Monday, October 21, 2013

Proper 24 of Series C (2 Timothy 3:14-4:5)

“I charge you in the presence of God and of Christ Jesus, who is to judge the living and the dead, and by His appearing and His kingdom: preach the Word!” Grace, mercy, and peace to you from God our Father and from our Lord and our Savior Jesus Christ, Amen. The text for our sermon this morning comes from the Epistle lesson read a few moments ago from the third and fourth chapters of Paul’s second letter to Saint Timothy. Dear friends in Christ, up here, on this pulpit, I have a Bible. Now, this Bible is a bit worn; the binding is coming apart, some of the maps have fallen out, a few pages are wrinkled. I bought this particular Bible a decade ago in college, when the English Standard Version was brand new, and it has accompanied me into the pulpit for every sermon I have ever preached. You open it up, and it doesn’t seem all that special. It has pages like any other book, chapter headings, and words printed on page after page. Sure, a Bible may have thinner paper, but it’s still just paper; it may have red letters, but they are still just letters, just ink. It was published just like any other book, using the same printing technology. You can go into my office and find literally hundreds of books that, while they may look different, are in essence just the same: binding, cover, pages, and words.

But there is a vast difference between this Bible and every other book in my library, in fact, every other book in all of creation. It isn’t in the binding, the cover, the paper, or the ink. It’s the Author. “All Scripture is breathed out by God and profitable for teaching, for reproof, for correction, and for training in righteousness, that the man of God may be competent, equipped for every good work.” The very words of the Bible are breathed out by God, they are inspired by Him. They are His Words. He caused them to be written exactly as we have them; He is the true Author behind them all. The entire Bible has its origin not in man, but in God. He used human instruments to write down His Words, just as He used paper and binding and ink to covey those words to you today, but make no mistake, He is behind it all.

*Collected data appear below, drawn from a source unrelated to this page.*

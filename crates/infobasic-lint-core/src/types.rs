//! Core types for diagnostics and results.

use miette::{LabeledSpan, NamedSource, SourceSpan};
use serde::{Deserialize, Serialize};
use std::path::{Path, PathBuf};

/// Severity level for diagnostics.
///
/// The taxonomy is closed: rules and configuration can only pick one of
/// these three levels.
#[derive(Debug, Clone, Copy, PartialEq, Eq, PartialOrd, Ord, Hash, Serialize, Deserialize)]
#[serde(rename_all = "lowercase")]
pub enum Severity {
    /// Advisory finding, does not fail the run.
    Info,
    /// Finding that should be addressed, does not fail the run.
    Warning,
    /// Finding that must be fixed; fails the run.
    Error,
}

impl Severity {
    /// Returns the uppercase name used in reports and for display ordering.
    #[must_use]
    pub fn as_str(self) -> &'static str {
        match self {
            Self::Info => "INFO",
            Self::Warning => "WARNING",
            Self::Error => "ERROR",
        }
    }
}

impl std::fmt::Display for Severity {
    fn fmt(&self, f: &mut std::fmt::Formatter<'_>) -> std::fmt::Result {
        f.write_str(self.as_str())
    }
}

impl From<Severity> for miette::Severity {
    fn from(severity: Severity) -> Self {
        match severity {
            Severity::Info => Self::Advice,
            Severity::Warning => Self::Warning,
            Severity::Error => Self::Error,
        }
    }
}

/// A single issue reported by a rule.
///
/// Diagnostics are flat values: they own their text and never refer back to
/// the file content they were produced from.
#[derive(Debug, Clone, PartialEq, Eq, Hash, Serialize, Deserialize)]
pub struct Diagnostic {
    /// Rule id (e.g., "S001").
    pub rule_id: String,
    /// Name of the rule that produced this diagnostic (e.g., "structure").
    pub rule: String,
    /// Severity of this diagnostic.
    pub severity: Severity,
    /// Line number (1-indexed).
    pub line_number: usize,
    /// Human-readable message.
    pub message: String,
    /// The offending source line, trimmed. Empty when not applicable.
    #[serde(default, skip_serializing_if = "String::is_empty")]
    pub code_snippet: String,
    /// Optional remediation hint.
    #[serde(default, skip_serializing_if = "Option::is_none")]
    pub suggestion: Option<String>,
}

impl Diagnostic {
    /// Creates a new diagnostic without snippet or suggestion.
    #[must_use]
    pub fn new(
        rule_id: impl Into<String>,
        rule: impl Into<String>,
        severity: Severity,
        line_number: usize,
        message: impl Into<String>,
    ) -> Self {
        Self {
            rule_id: rule_id.into(),
            rule: rule.into(),
            severity,
            line_number,
            message: message.into(),
            code_snippet: String::new(),
            suggestion: None,
        }
    }

    /// Sets the code snippet.
    #[must_use]
    pub fn with_snippet(mut self, snippet: impl Into<String>) -> Self {
        self.code_snippet = snippet.into();
        self
    }

    /// Adds a suggestion to this diagnostic.
    #[must_use]
    pub fn with_suggestion(mut self, suggestion: impl Into<String>) -> Self {
        self.suggestion = Some(suggestion.into());
        self
    }

    /// Formats the diagnostic for terminal output, including snippet and
    /// suggestion lines when present.
    #[must_use]
    pub fn format(&self) -> String {
        use std::fmt::Write;
        let mut output = format!("{self}\n");
        if !self.code_snippet.is_empty() {
            let _ = writeln!(output, "  Code: {}", self.code_snippet);
        }
        if let Some(suggestion) = &self.suggestion {
            let _ = writeln!(output, "  Suggestion: {suggestion}");
        }
        output
    }
}

impl std::fmt::Display for Diagnostic {
    fn fmt(&self, f: &mut std::fmt::Formatter<'_>) -> std::fmt::Result {
        write!(
            f,
            "[{}] Line {} ({}): {}",
            self.severity, self.line_number, self.rule_id, self.message
        )
    }
}

/// Sorts diagnostics into display order: line ascending, then severity name
/// ascending. The sort is stable, so ties keep rule order.
pub fn sort_for_display(diagnostics: &mut [Diagnostic]) {
    diagnostics.sort_by(|a, b| {
        a.line_number
            .cmp(&b.line_number)
            .then_with(|| a.severity.as_str().cmp(b.severity.as_str()))
    });
}

/// Counts diagnostics as `(errors, warnings, infos)`.
#[must_use]
pub fn count_by_severity<'a, I>(diagnostics: I) -> (usize, usize, usize)
where
    I: IntoIterator<Item = &'a Diagnostic>,
{
    diagnostics
        .into_iter()
        .fold((0, 0, 0), |(e, w, i), d| match d.severity {
            Severity::Error => (e + 1, w, i),
            Severity::Warning => (e, w + 1, i),
            Severity::Info => (e, w, i + 1),
        })
}

/// Diagnostics produced for one file.
#[derive(Debug, Clone, Default, Serialize, Deserialize)]
pub struct FileReport {
    /// Path of the validated file.
    pub path: PathBuf,
    /// Diagnostics in rule order.
    pub diagnostics: Vec<Diagnostic>,
}

impl FileReport {
    /// Creates a report for `path`.
    #[must_use]
    pub fn new(path: impl Into<PathBuf>, diagnostics: Vec<Diagnostic>) -> Self {
        Self {
            path: path.into(),
            diagnostics,
        }
    }

    /// Returns true if this file has no diagnostics.
    #[must_use]
    pub fn is_clean(&self) -> bool {
        self.diagnostics.is_empty()
    }

    /// Returns true if any diagnostic is an error.
    #[must_use]
    pub fn has_errors(&self) -> bool {
        self.diagnostics
            .iter()
            .any(|d| d.severity == Severity::Error)
    }

    /// Counts diagnostics by severity.
    #[must_use]
    pub fn count_by_severity(&self) -> (usize, usize, usize) {
        count_by_severity(&self.diagnostics)
    }

    /// Returns the diagnostics in display order.
    #[must_use]
    pub fn sorted(&self) -> Vec<Diagnostic> {
        let mut diagnostics = self.diagnostics.clone();
        sort_for_display(&mut diagnostics);
        diagnostics
    }
}

/// Kind of caller-side failure that prevented a file from being validated.
#[derive(Debug, Clone, Copy, PartialEq, Eq, Serialize, Deserialize)]
#[serde(rename_all = "kebab-case")]
pub enum FailureKind {
    /// The path does not exist.
    NotFound,
    /// A single file was given that is not an InfoBasic source.
    NotSourceFile,
    /// The file could not be read.
    Unreadable,
}

/// A path that could not be validated. Counts as one error in the summary.
#[derive(Debug, Clone, Serialize, Deserialize)]
pub struct FileFailure {
    /// Path that failed.
    pub path: PathBuf,
    /// What went wrong.
    pub kind: FailureKind,
    /// Human-readable description.
    pub message: String,
}

impl FileFailure {
    /// Creates a new failure.
    #[must_use]
    pub fn new(path: impl Into<PathBuf>, kind: FailureKind, message: impl Into<String>) -> Self {
        Self {
            path: path.into(),
            kind,
            message: message.into(),
        }
    }
}

impl std::fmt::Display for FileFailure {
    fn fmt(&self, f: &mut std::fmt::Formatter<'_>) -> std::fmt::Result {
        write!(f, "{}: {}", self.path.display(), self.message)
    }
}

/// Result of running lint analysis.
#[derive(Debug, Default, Serialize, Deserialize)]
pub struct LintResult {
    /// Per-file reports, in sorted path order.
    pub files: Vec<FileReport>,
    /// Paths that could not be validated.
    pub failures: Vec<FileFailure>,
    /// Number of files the rule engine ran on.
    pub files_checked: usize,
}

impl LintResult {
    /// Creates a new empty result.
    #[must_use]
    pub fn new() -> Self {
        Self::default()
    }

    /// Iterates over every diagnostic of every file.
    pub fn diagnostics(&self) -> impl Iterator<Item = &Diagnostic> {
        self.files.iter().flat_map(|f| f.diagnostics.iter())
    }

    /// Returns the reports that contain at least one diagnostic.
    #[must_use]
    pub fn files_with_issues(&self) -> Vec<&FileReport> {
        self.files.iter().filter(|f| !f.is_clean()).collect()
    }

    /// Returns the report for `path`, if it was checked.
    #[must_use]
    pub fn report_for(&self, path: &Path) -> Option<&FileReport> {
        self.files.iter().find(|f| f.path == path)
    }

    /// Counts diagnostics by severity. Each failure counts as one error.
    #[must_use]
    pub fn count_by_severity(&self) -> (usize, usize, usize) {
        let (errors, warnings, infos) = count_by_severity(self.diagnostics());
        (errors + self.failures.len(), warnings, infos)
    }

    /// Returns true if the run failed: any error diagnostic or any failure.
    ///
    /// Warnings and infos never fail a run.
    #[must_use]
    pub fn has_errors(&self) -> bool {
        !self.failures.is_empty() || self.files.iter().any(FileReport::has_errors)
    }

    /// Checks if any diagnostic meets or exceeds the given severity.
    #[must_use]
    pub fn has_violations_at(&self, severity: Severity) -> bool {
        self.diagnostics().any(|d| d.severity >= severity)
    }
}

/// A [`Diagnostic`] paired with its source text for rich rendering through
/// `miette`.
#[derive(Debug, thiserror::Error)]
#[error("{message}")]
pub struct LintDiagnostic {
    message: String,
    rule_id: String,
    severity: Severity,
    help: Option<String>,
    src: NamedSource<String>,
    span: SourceSpan,
    label: String,
}

impl LintDiagnostic {
    /// Builds a renderable diagnostic. The span covers the trimmed text of
    /// the diagnostic's line.
    #[must_use]
    pub fn new(diagnostic: &Diagnostic, name: &str, source: String) -> Self {
        let span = line_span(&source, diagnostic.line_number);
        Self {
            message: diagnostic.message.clone(),
            rule_id: diagnostic.rule_id.clone(),
            severity: diagnostic.severity,
            help: diagnostic.suggestion.clone(),
            src: NamedSource::new(name, source),
            span,
            label: diagnostic.rule.clone(),
        }
    }

    /// Returns the span highlighted by this diagnostic.
    #[must_use]
    pub fn span(&self) -> SourceSpan {
        self.span
    }
}

impl miette::Diagnostic for LintDiagnostic {
    fn code<'a>(&'a self) -> Option<Box<dyn std::fmt::Display + 'a>> {
        Some(Box::new(&self.rule_id))
    }

    fn severity(&self) -> Option<miette::Severity> {
        Some(self.severity.into())
    }

    fn help<'a>(&'a self) -> Option<Box<dyn std::fmt::Display + 'a>> {
        self.help
            .as_ref()
            .map(|h| Box::new(h) as Box<dyn std::fmt::Display + 'a>)
    }

    fn source_code(&self) -> Option<&dyn miette::SourceCode> {
        Some(&self.src)
    }

    fn labels(&self) -> Option<Box<dyn Iterator<Item = LabeledSpan> + '_>> {
        Some(Box::new(std::iter::once(LabeledSpan::new_with_span(
            Some(self.label.clone()),
            self.span,
        ))))
    }
}

/// Byte span of the trimmed text on `line` (1-indexed).
fn line_span(source: &str, line: usize) -> SourceSpan {
    let mut offset = 0;
    for (i, text) in source.split_inclusive('\n').enumerate() {
        if i + 1 == line {
            let body = text.trim_end();
            let trimmed = body.trim_start();
            let start = offset + (body.len() - trimmed.len());
            return SourceSpan::from((start, trimmed.len()));
        }
        offset += text.len();
    }
    SourceSpan::from((offset, 0))
}

#[cfg(test)]
mod tests {
    use super::*;

    fn make_diagnostic(severity: Severity, line: usize) -> Diagnostic {
        Diagnostic::new("A001", "hardcoded-position", severity, line, "position detected")
    }

    // --- Diagnostic tests ---

    #[test]
    fn display_uses_bracketed_severity() {
        let d = make_diagnostic(Severity::Error, 12);
        assert_eq!(
            d.to_string(),
            "[ERROR] Line 12 (A001): position detected"
        );
    }

    #[test]
    fn format_includes_snippet_and_suggestion() {
        let d = make_diagnostic(Severity::Warning, 3)
            .with_snippet("X = R.CUST<15>")
            .with_suggestion("Use field equates");
        let formatted = d.format();
        assert!(formatted.contains("  Code: X = R.CUST<15>"));
        assert!(formatted.contains("  Suggestion: Use field equates"));
    }

    #[test]
    fn format_omits_empty_parts() {
        let formatted = make_diagnostic(Severity::Info, 1).format();
        assert!(!formatted.contains("Code:"));
        assert!(!formatted.contains("Suggestion:"));
    }

    #[test]
    fn severity_deserializes_lowercase() {
        #[derive(Deserialize)]
        struct Wrapper {
            severity: Severity,
        }
        let parsed: Wrapper = toml::from_str("severity = \"warning\"").unwrap();
        assert_eq!(parsed.severity, Severity::Warning);
    }

    // --- Ordering tests ---

    #[test]
    fn sort_orders_by_line_then_severity_name() {
        let mut diagnostics = vec![
            make_diagnostic(Severity::Warning, 5),
            make_diagnostic(Severity::Info, 5),
            make_diagnostic(Severity::Error, 5),
            make_diagnostic(Severity::Error, 1),
        ];
        sort_for_display(&mut diagnostics);

        let order: Vec<(usize, Severity)> = diagnostics
            .iter()
            .map(|d| (d.line_number, d.severity))
            .collect();
        assert_eq!(
            order,
            vec![
                (1, Severity::Error),
                (5, Severity::Error),
                (5, Severity::Info),
                (5, Severity::Warning),
            ]
        );
    }

    // --- LintResult tests ---

    #[test]
    fn warnings_and_infos_do_not_fail() {
        let mut result = LintResult::new();
        result.files.push(FileReport::new(
            "A.b",
            vec![
                make_diagnostic(Severity::Warning, 1),
                make_diagnostic(Severity::Info, 2),
            ],
        ));
        assert!(!result.has_errors());
        assert!(result.has_violations_at(Severity::Warning));
        assert_eq!(result.count_by_severity(), (0, 1, 1));
    }

    #[test]
    fn failures_count_as_errors() {
        let mut result = LintResult::new();
        result.failures.push(FileFailure::new(
            "missing.b",
            FailureKind::NotFound,
            "Path not found",
        ));
        assert!(result.has_errors());
        assert_eq!(result.count_by_severity(), (1, 0, 0));
    }

    // --- miette tests ---

    #[test]
    fn line_span_skips_indentation() {
        let source = "SUBROUTINE X\n    Y = R.CUST<15>\r\nEND\n";
        let span = line_span(source, 2);
        assert_eq!(span.offset(), 17);
        assert_eq!(span.len(), "Y = R.CUST<15>".len());
    }

    #[test]
    fn lint_diagnostic_maps_severity_and_help() {
        use miette::Diagnostic as _;

        let d = make_diagnostic(Severity::Info, 1).with_suggestion("Use equates");
        let rich = LintDiagnostic::new(&d, "X.b", "X = Y<15>\n".to_string());
        assert_eq!(rich.severity(), Some(miette::Severity::Advice));
        assert_eq!(rich.help().map(|h| h.to_string()).as_deref(), Some("Use equates"));
        assert_eq!(rich.code().map(|c| c.to_string()).as_deref(), Some("A001"));
    }
}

God is like a musician playing a mighty organ. Each of the pipes is an author, from Moses to Matthew, Ezekiel to Paul, and all the rest. The pipes make the sound, but the divine organist is the One playing. He determines the tune, He presses the keys, He tells them what to play. And together they play in harmony, belting out one tune: Jesus. Jesus is the content of the Scriptures, the only song these pipes play; the Scriptures can only be understood through Him, because the Scriptures only exist to convey His salvation. That is why we are to hold onto them.

“But as for you, continue in what you have learned and have firmly believed, knowing from whom you learned it and how from childhood you have been acquainted with the sacred writings, which are able to make you wise for salvation through faith in Christ Jesus.” The Scriptures have power because God has power, the power to create faith, the power to deliver salvation itself. The Scriptures give you Jesus, and Jesus gives you salvation. He delivers from death and the devil, He forgives your sin, all through the powerful words of the Bible. No other book in all of creation can deliver salvation to us, only the book authored by God and given to us for that very purpose, to make us “wise for salvation through faith in Christ Jesus.”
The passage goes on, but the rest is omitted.